Nevertheless, in the immediate term of the coming few years, it is the second meaning of the word "value" - "The relative status of a thing, or the estimate in which it is held, according to its real or supposed worth, usefulness, or importance" - to which I need to respond. Harold Wilson may have wanted universities to drive the UK economy forward through the white heat of technology, and there is no doubt that in the science sector the universities have been powerhouses of research and development. I heard a talk the other day from a former university lecturer whose spin-off company developing imaging crystals is now worth some £15 million, with contracts from the European Space Agency and potential worldwide markets opening in airport security systems. This, from a relatively small initial investment, as the university already had the infrastructure in place to pursue new lines of interest with ease: an international research community, the freedom to innovate, laboratories and, yes, a pool of eager doctoral students able to contribute their skills much more cheaply than could similar workers in industry.

But the "white heat" quite literally generated in the chemistry labs is hardly something I experience at my desk. In the words of a famous Punch cartoon, "Sometimes I sits and thinks, and then again I just sits" in, on good days, a smoulder of good ideas and words. In Education and the University: A Sketch for an English School, F.R. Leavis may have placed the English department at the centre of university life, but his heyday is long gone.

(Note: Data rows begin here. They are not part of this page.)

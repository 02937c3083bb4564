//! Collection of numerical routines and related constructs.

pub mod approx;
pub mod range;
pub mod integrate;
pub mod probability;
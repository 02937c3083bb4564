//! Provides definitions for loading and verifying distribution parameters
//! from common config file formats.
//!
//! The following formats are directly supported, selected by file extension
//! when reading from or writing to disk:
//! - [TOML][toml] (`.toml`)
//! - [JSON][serde_json] (`.json`)
//! - [YAML][serde_yaml] (`.yaml`, `.yml`)
//!
//! A config only carries the numerical parameters of a distribution (support
//! bounds and integration step); the density itself is always supplied in
//! code via [`DistConfig::build`].
//!
//! ```toml
//! min = 0.0
//! max = 1.0
//! step_size = 0.001 # optional, defaults to 0.01
//! ```

use std::{
    fmt,
    fs,
    path::Path,
};
use toml;
use serde_json as json;
use serde_yaml as yaml;
use serde::{ Deserialize, Serialize };
use thiserror::Error;
use tracing::debug;
use crate::math::probability::{
    Continuous,
    DEFAULT_STEP_SIZE,
};

#[derive(Error, Debug)]
pub enum ConfigError {
    #[error("config: invalid value for key '{0}': expected value to satisfy '{1}' but got {2}")]
    InvalidValue(String, String, String),

    #[error("config: couldn't read file '{0}'")]
    FileRead(String),

    #[error("config: couldn't parse file '{0}'")]
    FileParse(String),

    #[error("config: couldn't write to file '{0}': {1}")]
    FileWrite(String, String),

    #[error("config: unrecognized file format for '{0}'")]
    UnknownFormat(String),

    #[error("config: TOML parse error '{0}'")]
    TomlDeError(#[from] toml::de::Error),

    #[error("config: TOML error '{0}'")]
    TomlSerError(#[from] toml::ser::Error),

    #[error("config: JSON error '{0}'")]
    JsonError(#[from] json::Error),

    #[error("config: YAML error '{0}'")]
    YamlError(#[from] yaml::Error),
}
pub type ConfigResult<T> = Result<T, ConfigError>;

/// Supported on-disk formats.
#[derive(Clone, Copy, Debug, PartialEq, Eq)]
pub enum Format {
    Toml,
    Json,
    Yaml,
}

impl Format {
    /// Determine the format of a file from its extension.
    pub fn from_path<P>(path: P) -> ConfigResult<Self>
    where P: AsRef<Path>
    {
        let path: &Path = path.as_ref();
        return match path.extension().and_then(|ext| ext.to_str()) {
            Some("toml") => Ok(Self::Toml),
            Some("json") => Ok(Self::Json),
            Some("yaml") | Some("yml") => Ok(Self::Yaml),
            _ => Err(ConfigError::UnknownFormat(path.display().to_string())),
        };
    }
}

impl fmt::Display for Format {
    fn fmt(&self, f: &mut fmt::Formatter) -> fmt::Result {
        return match self {
            Self::Toml => f.write_str("TOML"),
            Self::Json => f.write_str("JSON"),
            Self::Yaml => f.write_str("YAML"),
        };
    }
}

fn default_step_size() -> f64 { DEFAULT_STEP_SIZE }

/// Numerical parameters of a [`Continuous`] distribution.
#[derive(Clone, Copy, Debug, PartialEq, Deserialize, Serialize)]
#[serde(deny_unknown_fields)]
pub struct DistConfig {
    /// Lower (inclusive) bound of the support
    pub min: f64,

    /// Upper bound of the support
    pub max: f64,

    /// Integration step (default 0.01)
    #[serde(default = "default_step_size")]
    pub step_size: f64,
}

impl<F> From<&Continuous<F>> for DistConfig
where F: Fn(f64) -> f64
{
    fn from(dist: &Continuous<F>) -> Self {
        return Self {
            min: dist.min(),
            max: dist.max(),
            step_size: dist.step_size(),
        };
    }
}

impl DistConfig {
    /// Create a new config with the default step size. The result is not
    /// verified.
    pub fn new(min: f64, max: f64) -> Self {
        return Self { min, max, step_size: DEFAULT_STEP_SIZE };
    }

    /// Return `self` if all values are admissible: finite bounds with
    /// `min < max` and a finite, positive step size.
    pub fn verify(self) -> ConfigResult<Self> {
        let invalid = |key: &str, expected: &str, got: f64| {
            ConfigError::InvalidValue(
                key.to_string(), expected.to_string(), got.to_string())
        };
        if !self.min.is_finite() {
            return Err(invalid("min", "finite", self.min));
        }
        if !self.max.is_finite() {
            return Err(invalid("max", "finite", self.max));
        }
        if !(self.min < self.max) {
            return Err(invalid("max", "max > min", self.max));
        }
        if !(self.step_size.is_finite() && self.step_size > 0.0) {
            return Err(invalid("step_size", "finite, > 0", self.step_size));
        }
        return Ok(self);
    }

    /// Parse and verify from a string in the given format.
    pub fn from_str_as(s: &str, format: Format) -> ConfigResult<Self> {
        let config: Self = match format {
            Format::Toml => toml::from_str(s)?,
            Format::Json => json::from_str(s)?,
            Format::Yaml => yaml::from_str(s)?,
        };
        return config.verify();
    }

    pub fn from_toml_str(s: &str) -> ConfigResult<Self> {
        return Self::from_str_as(s, Format::Toml);
    }

    pub fn from_json_str(s: &str) -> ConfigResult<Self> {
        return Self::from_str_as(s, Format::Json);
    }

    pub fn from_yaml_str(s: &str) -> ConfigResult<Self> {
        return Self::from_str_as(s, Format::Yaml);
    }

    /// Read, parse, and verify a file, with the format determined by its
    /// extension.
    pub fn from_file<P>(infile: P) -> ConfigResult<Self>
    where P: AsRef<Path>
    {
        let infile: &Path = infile.as_ref();
        let infile_str: String = infile.display().to_string();
        let format: Format = Format::from_path(infile)?;
        let contents: String
            = fs::read_to_string(infile)
            .map_err(|_| ConfigError::FileRead(infile_str.clone()))?;
        let config: Self = match format {
            Format::Toml => toml::from_str(&contents).ok(),
            Format::Json => json::from_str(&contents).ok(),
            Format::Yaml => yaml::from_str(&contents).ok(),
        }.ok_or(ConfigError::FileParse(infile_str))?;
        debug!(
            file = %infile.display(),
            %format,
            min = config.min,
            max = config.max,
            step = config.step_size,
            "loaded distribution config"
        );
        return config.verify();
    }

    pub fn as_toml_string(&self) -> ConfigResult<String> {
        return Ok(toml::to_string(self)?);
    }

    pub fn as_json_string(&self) -> ConfigResult<String> {
        return Ok(json::to_string(self)?);
    }

    pub fn as_json_string_pretty(&self) -> ConfigResult<String> {
        return Ok(json::to_string_pretty(self)?);
    }

    pub fn as_yaml_string(&self) -> ConfigResult<String> {
        return Ok(yaml::to_string(self)?);
    }

    /// Write to a file, with the format determined by its extension.
    /// Existing files are overwritten.
    pub fn write_file<P>(&self, outfile: P) -> ConfigResult<()>
    where P: AsRef<Path>
    {
        let outfile: &Path = outfile.as_ref();
        let contents: String = match Format::from_path(outfile)? {
            Format::Toml => self.as_toml_string()?,
            Format::Json => self.as_json_string_pretty()?,
            Format::Yaml => self.as_yaml_string()?,
        };
        return fs::write(outfile, contents)
            .map_err(|e| {
                ConfigError::FileWrite(
                    outfile.display().to_string(), e.to_string())
            });
    }

    /// Verify `self` and construct a distribution from it with the given
    /// density.
    pub fn build<F>(&self, density: F) -> ConfigResult<Continuous<F>>
    where F: Fn(f64) -> f64
    {
        let config: Self = self.verify()?;
        debug!(
            min = config.min,
            max = config.max,
            step = config.step_size,
            "building distribution from config"
        );
        return Ok(
            Continuous::with_step(
                config.min, config.max, config.step_size, density)
        );
    }
}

When asked by Kearney about the changes in higher education that have taken place over the last thirty years, Mary Warnock, in her considered tones, lamented the passing of the idea that one could do research simply for the joyful sake of it. She did not, however, say why this ever was a valid argument, and the idea of ars gratia artis (art for the sake of art) no longer satisfies even me; it certainly, therefore, would not be expected to satisfy most taxpayers or Blairite politicians. If Warnock - one of our most respected philosophers - failed to come up with a response, I cannot be expected to do so either, at least not in the brief space of this blog. For the time being, I will have to satisfy my party interrogators with the financial statements of my "value" to UK Plc. Answering the other part of the "value" issue is something I must, however, work on.